Usage
updateGamma(scores, z, desired.props, gamma.perc, index.to.update,
restaurant.tol = 10, iter = 1, max.iterations = 20, gamma_upper = NA,
gamma_lower = NA, resolve.ties = FALSE)
Arguments
scores
Numeric vector of size n, where n is the number is restaurants
to be graded. scores[i] represents the mean or raw
inspection score for restaurant i.
z
Character vector representing ZIP codes. z[i] is the ZIP code for
restaurant i.
desired.props
Numeric vector representing desired global grade
proportions across the entire jurisdiction. desired.props[j] is the desired
proportion of total (gradeable) restaurants in the jth highest
grading category.
gamma.perc
Numeric vector representing an initial set of percentiles.
index.to.update
Integer value in the set
1:(length(desired.props)-1) that represents the particular
percentile to be updated in the current run of updateGamma.
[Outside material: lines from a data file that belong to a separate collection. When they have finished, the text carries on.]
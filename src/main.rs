//! `pharmabot` console: chat with the pharmaceutical assistant and search
//! the Vidal and Meddispar bases from a terminal.

use std::io::Write;
use std::process::ExitCode;
use std::time::Duration;

use anyhow::Context;
use clap::Parser;
use tokio::io::{AsyncBufReadExt, BufReader};

use pharmabot_client::chat::SendOutcome;
use pharmabot_client::client::ClientConfig;
use pharmabot_client::console::{self, Command};
use pharmabot_client::start_pharmabot::{self, Services};

/// Command-line options; unset values come from the environment.
#[derive(Debug, Parser)]
#[command(name = "pharmabot", version, about = "Assistant professionnel - Vidal & Meddispar")]
struct Args {
    /// Backend base address (defaults to $PHARMABOT_API_URL, then http://localhost:8000/api).
    #[arg(long)]
    api_url: Option<String>,

    /// Request timeout in seconds (defaults to $PHARMABOT_TIMEOUT_SECS, then 60).
    #[arg(long)]
    timeout_secs: Option<u64>,

    /// Number of results returned by /search.
    #[arg(long, default_value_t = 20)]
    search_limit: usize,
}

impl Args {
    fn into_config(self) -> ClientConfig {
        let mut config = ClientConfig::from_env().with_search_limit(self.search_limit);
        if let Some(url) = self.api_url {
            config = config.with_base_url(url);
        }
        if let Some(secs) = self.timeout_secs {
            config = config.with_timeout(Duration::from_secs(secs));
        }
        config
    }
}

fn main() -> ExitCode {
    let args = Args::parse();
    start_pharmabot::init_tracing();
    start_pharmabot::run(args.into_config(), console_loop)
}

async fn console_loop(services: Services) -> anyhow::Result<()> {
    println!("PharmaBot - Assistant pour Pharmaciens");
    println!("{}", console::DISCLAIMER);
    println!("Tapez /help pour la liste des commandes.");
    println!();

    let mut lines = BufReader::new(tokio::io::stdin()).lines();
    loop {
        print!("> ");
        std::io::stdout().flush().context("flushing stdout")?;

        let Some(line) = lines.next_line().await.context("reading stdin")? else {
            break;
        };

        match console::parse_command(&line) {
            Command::Empty => {}
            Command::Chat(text) => {
                if let SendOutcome::Skipped(reason) = services.chat.send(&text).await {
                    tracing::debug!("Message skipped: {reason:?}");
                    continue;
                }
                if let Some(reply) = services.chat.snapshot().history().last() {
                    println!("{}\n", console::format_message(reply));
                }
            }
            Command::Search(query) => {
                let outcome = services.search.search(&query).await;
                println!("{}\n", console::format_search(&outcome));
            }
            Command::Clear => {
                services.chat.clear().await;
                println!("Conversation effacée.\n");
            }
            Command::Stats => match services.client.search_stats().await {
                Ok(stats) => println!("{}\n", console::format_stats(&stats)),
                Err(e) => println!("Statistiques indisponibles : {e}\n"),
            },
            Command::Health => {
                for (label, result) in [
                    ("health", services.client.health().await),
                    ("status", services.client.status().await),
                ] {
                    match result {
                        Ok(body) => println!("{label}: {body:#}"),
                        Err(e) => println!("{label}: indisponible ({e})"),
                    }
                }
                println!();
            }
            Command::Help => println!("{}\n", console::HELP),
            Command::Quit => break,
            Command::Unknown(cmd) => println!("Commande inconnue : {cmd} (tapez /help)\n"),
        }
    }

    Ok(())
}
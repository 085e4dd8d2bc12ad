//! Startup helpers for the `PharmaBot` console.
//!
//! Single-threaded mode: every request runs on one cooperative runtime.

use std::future::Future;
use std::process::ExitCode;
use std::sync::Arc;

use crate::chat::ChatOrchestrator;
use crate::client::{ApiClient, ApiResult, ClientConfig, PharmaApi};
use crate::search::SearchExecutor;

/// Everything a front-end needs to drive one conversation and run searches.
pub struct Services {
    /// Raw backend client, for diagnostics endpoints.
    pub client: Arc<ApiClient>,
    /// Orchestrator of the single active conversation.
    pub chat: ChatOrchestrator,
    /// Stateless search executor.
    pub search: SearchExecutor,
}

impl Services {
    /// Wire the orchestrator and executor to one backend client.
    ///
    /// # Errors
    /// Returns an error if the configuration is invalid or the HTTP client cannot be created.
    pub fn new(config: ClientConfig) -> ApiResult<Self> {
        let search_limit = config.search_limit;
        let client = Arc::new(ApiClient::new(config)?);
        let api: Arc<dyn PharmaApi> = client.clone();

        Ok(Self {
            chat: ChatOrchestrator::new(Arc::clone(&api)),
            search: SearchExecutor::with_default_limit(api, search_limit),
            client,
        })
    }
}

/// Install the global `tracing` subscriber, logging to stderr.
pub fn init_tracing() {
    tracing_subscriber::fmt()
        .with_env_filter(
            tracing_subscriber::EnvFilter::from_default_env()
                .add_directive(tracing::Level::INFO.into()),
        )
        .with_writer(std::io::stderr)
        .init();
}

/// Build services and run a front-end on a single-threaded runtime.
///
/// # Returns
/// `ExitCode::SUCCESS` when the front-end returns normally, `1` on failure.
#[must_use]
pub fn run<F, Fut>(config: ClientConfig, front_end: F) -> ExitCode
where
    F: FnOnce(Services) -> Fut,
    Fut: Future<Output = anyhow::Result<()>>,
{
    tracing::info!("Starting PharmaBot client v{}", env!("CARGO_PKG_VERSION"));
    tracing::info!("Backend endpoint: {}", config.base_url);

    let services = match Services::new(config) {
        Ok(s) => s,
        Err(e) => {
            tracing::error!("Failed to create client: {e}");
            return ExitCode::from(1);
        }
    };

    let rt = match tokio::runtime::Builder::new_current_thread()
        .enable_all()
        .build()
    {
        Ok(rt) => rt,
        Err(e) => {
            tracing::error!("Failed to create runtime: {e}");
            return ExitCode::from(1);
        }
    };

    if let Err(e) = rt.block_on(front_end(services)) {
        tracing::error!("Console error: {e:#}");
        return ExitCode::from(1);
    }

    ExitCode::SUCCESS
}

#[cfg(test)]
mod tests {
    use super::*;

    #[test]
    fn test_services_share_one_client() {
        let services = Services::new(ClientConfig::default().with_search_limit(20));
        assert!(services.is_ok());
        if let Ok(services) = services {
            assert!(services.chat.snapshot().is_empty());
            assert_eq!(services.client.config().search_limit, 20);
            let params = services
                .search
                .params(&crate::search::SearchQuery::new("aspirine"));
            assert_eq!(params.limit, 20);
        }
    }

    #[test]
    fn test_run_rejects_invalid_config() {
        let code = run(ClientConfig::new().with_base_url("nope"), |_| async { Ok(()) });
        assert_eq!(format!("{code:?}"), format!("{:?}", ExitCode::from(1)));
    }

    #[test]
    fn test_run_drives_front_end() {
        let code = run(ClientConfig::default(), |services| async move {
            anyhow::ensure!(services.chat.snapshot().is_empty());
            Ok(())
        });
        assert_eq!(format!("{code:?}"), format!("{:?}", ExitCode::SUCCESS));
    }
}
(Percentiles are not updated simultaneously, but rather are updated
sequentially with the smallest percentiles being the first to be updated.)
restaurant.tol
Integer value representing the maximum difference in
number of restaurants suggested by desired.props and the actual
number of restaurants in each of the top (length(desired.props) -
1) grade categories.
iter
Integer value representing the current iteration of updateGamma.
max.iterations
Integer value specifying the maximum number of
calls of the updateGamma percentile update function
for each of the sought after percentiles. gamma_upper
Numeric or NA value representing a value of
gamma.perc[index.to.update] that results in too many restaurants
gaining the desired grade proportion.
gamma_lower
Numeric or NA value representing a value of
gamma.perc[index.to.update] that results in too few restaurants
gaining the desired grade proportion.
resolve.ties
Boolean value specifying interpretation of how the
function's returned percentile will be applied across the subunits see:
percentileSeek. Should as close to (desired.props[1])% of
restaurants in a ZIP code receive an "A" grade, and as close to
(desired.props[2])% of restaurants in a ZIP code receive "B" grades
(resolve.ties = TRUE case)? Or should the returned percentiles be
interpretted as R quantile Type = 1 percentiles, and
at least (desired.props[1])% of restaurants in a ZIP code receive
an "A" grade?